> [Work required]
Pull every line that includes the word "source" from the data.
*** Opening of Exercise inputs ***
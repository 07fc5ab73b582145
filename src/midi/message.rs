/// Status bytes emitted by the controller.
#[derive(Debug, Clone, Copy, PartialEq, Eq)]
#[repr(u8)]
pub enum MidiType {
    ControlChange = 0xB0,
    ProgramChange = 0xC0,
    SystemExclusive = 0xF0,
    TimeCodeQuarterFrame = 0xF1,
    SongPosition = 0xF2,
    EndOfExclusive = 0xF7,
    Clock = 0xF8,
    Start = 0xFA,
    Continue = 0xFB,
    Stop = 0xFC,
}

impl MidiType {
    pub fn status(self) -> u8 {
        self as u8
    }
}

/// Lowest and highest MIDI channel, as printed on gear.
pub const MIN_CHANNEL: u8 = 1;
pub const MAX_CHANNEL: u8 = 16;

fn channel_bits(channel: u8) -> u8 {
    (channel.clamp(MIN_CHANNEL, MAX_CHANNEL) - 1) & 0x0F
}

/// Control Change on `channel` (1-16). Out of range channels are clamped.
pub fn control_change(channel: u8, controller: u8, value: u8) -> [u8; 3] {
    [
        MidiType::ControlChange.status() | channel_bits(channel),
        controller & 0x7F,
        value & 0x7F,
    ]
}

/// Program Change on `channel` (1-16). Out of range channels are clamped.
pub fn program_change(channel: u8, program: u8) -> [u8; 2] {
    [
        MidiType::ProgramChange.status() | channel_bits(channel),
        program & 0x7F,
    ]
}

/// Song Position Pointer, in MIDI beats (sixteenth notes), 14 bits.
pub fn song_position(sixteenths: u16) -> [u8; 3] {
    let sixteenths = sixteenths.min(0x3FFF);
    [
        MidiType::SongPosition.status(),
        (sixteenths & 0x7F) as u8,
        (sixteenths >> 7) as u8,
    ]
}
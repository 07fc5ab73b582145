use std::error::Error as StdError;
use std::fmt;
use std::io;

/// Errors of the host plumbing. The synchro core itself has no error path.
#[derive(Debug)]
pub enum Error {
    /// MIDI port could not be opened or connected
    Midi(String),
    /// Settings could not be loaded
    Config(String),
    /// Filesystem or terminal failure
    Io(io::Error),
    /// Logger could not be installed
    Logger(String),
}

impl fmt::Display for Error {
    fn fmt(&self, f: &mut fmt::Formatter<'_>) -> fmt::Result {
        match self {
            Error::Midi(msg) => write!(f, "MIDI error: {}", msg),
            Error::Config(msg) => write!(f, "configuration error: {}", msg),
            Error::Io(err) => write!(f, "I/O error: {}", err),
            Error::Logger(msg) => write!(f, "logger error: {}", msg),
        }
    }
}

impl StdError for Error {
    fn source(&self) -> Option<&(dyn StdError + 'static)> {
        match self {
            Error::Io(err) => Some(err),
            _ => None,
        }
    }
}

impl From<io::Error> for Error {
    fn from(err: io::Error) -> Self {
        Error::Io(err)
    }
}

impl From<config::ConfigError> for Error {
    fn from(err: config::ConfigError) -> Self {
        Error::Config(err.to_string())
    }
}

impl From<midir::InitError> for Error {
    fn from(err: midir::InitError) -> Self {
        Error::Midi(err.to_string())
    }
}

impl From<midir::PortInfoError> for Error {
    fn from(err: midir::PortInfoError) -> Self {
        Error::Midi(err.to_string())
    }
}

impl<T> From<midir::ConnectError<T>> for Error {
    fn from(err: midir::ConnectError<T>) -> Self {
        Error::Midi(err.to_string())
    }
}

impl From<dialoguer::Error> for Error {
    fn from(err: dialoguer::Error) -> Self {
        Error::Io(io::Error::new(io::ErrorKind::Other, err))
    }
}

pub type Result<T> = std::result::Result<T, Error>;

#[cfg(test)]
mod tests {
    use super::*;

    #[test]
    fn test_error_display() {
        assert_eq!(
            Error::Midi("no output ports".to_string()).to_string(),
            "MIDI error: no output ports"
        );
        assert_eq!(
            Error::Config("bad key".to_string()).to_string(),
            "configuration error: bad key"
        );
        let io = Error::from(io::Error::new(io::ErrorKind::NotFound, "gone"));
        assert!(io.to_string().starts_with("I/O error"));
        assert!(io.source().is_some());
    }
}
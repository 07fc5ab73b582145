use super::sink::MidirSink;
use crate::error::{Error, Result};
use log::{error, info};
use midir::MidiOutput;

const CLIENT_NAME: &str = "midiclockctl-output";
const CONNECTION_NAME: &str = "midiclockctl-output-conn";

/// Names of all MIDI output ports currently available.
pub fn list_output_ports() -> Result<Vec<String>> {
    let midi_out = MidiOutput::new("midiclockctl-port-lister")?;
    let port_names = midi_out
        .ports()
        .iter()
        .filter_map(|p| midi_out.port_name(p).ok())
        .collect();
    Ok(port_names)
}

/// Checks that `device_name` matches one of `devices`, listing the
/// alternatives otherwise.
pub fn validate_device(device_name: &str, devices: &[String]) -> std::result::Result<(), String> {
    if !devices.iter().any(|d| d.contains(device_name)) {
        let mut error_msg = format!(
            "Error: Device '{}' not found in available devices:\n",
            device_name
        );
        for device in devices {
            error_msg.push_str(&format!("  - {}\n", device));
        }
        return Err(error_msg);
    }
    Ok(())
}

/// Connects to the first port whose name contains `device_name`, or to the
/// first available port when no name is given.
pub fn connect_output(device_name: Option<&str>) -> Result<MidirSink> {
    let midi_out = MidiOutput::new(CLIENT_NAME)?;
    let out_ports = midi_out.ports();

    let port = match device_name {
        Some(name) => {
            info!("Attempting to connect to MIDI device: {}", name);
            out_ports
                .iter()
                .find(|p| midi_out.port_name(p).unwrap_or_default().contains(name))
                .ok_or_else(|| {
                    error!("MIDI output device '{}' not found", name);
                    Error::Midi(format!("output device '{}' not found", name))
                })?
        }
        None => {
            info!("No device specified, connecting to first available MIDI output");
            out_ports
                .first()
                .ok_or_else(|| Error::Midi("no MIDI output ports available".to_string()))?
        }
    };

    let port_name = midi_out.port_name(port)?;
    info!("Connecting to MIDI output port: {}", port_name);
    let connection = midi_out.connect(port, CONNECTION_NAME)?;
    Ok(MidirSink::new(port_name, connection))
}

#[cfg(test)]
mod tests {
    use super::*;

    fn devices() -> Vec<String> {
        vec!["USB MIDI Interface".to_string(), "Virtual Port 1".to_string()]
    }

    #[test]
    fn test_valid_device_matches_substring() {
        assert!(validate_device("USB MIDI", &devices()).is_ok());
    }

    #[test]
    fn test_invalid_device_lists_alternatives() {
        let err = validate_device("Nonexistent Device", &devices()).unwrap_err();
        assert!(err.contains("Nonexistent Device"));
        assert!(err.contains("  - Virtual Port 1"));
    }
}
*** Close of Exercise inputs ***
> [Finished task]
    fn source(&self) -> Option<&(dyn StdError + 'static)> {
        assert!(io.source().is_some());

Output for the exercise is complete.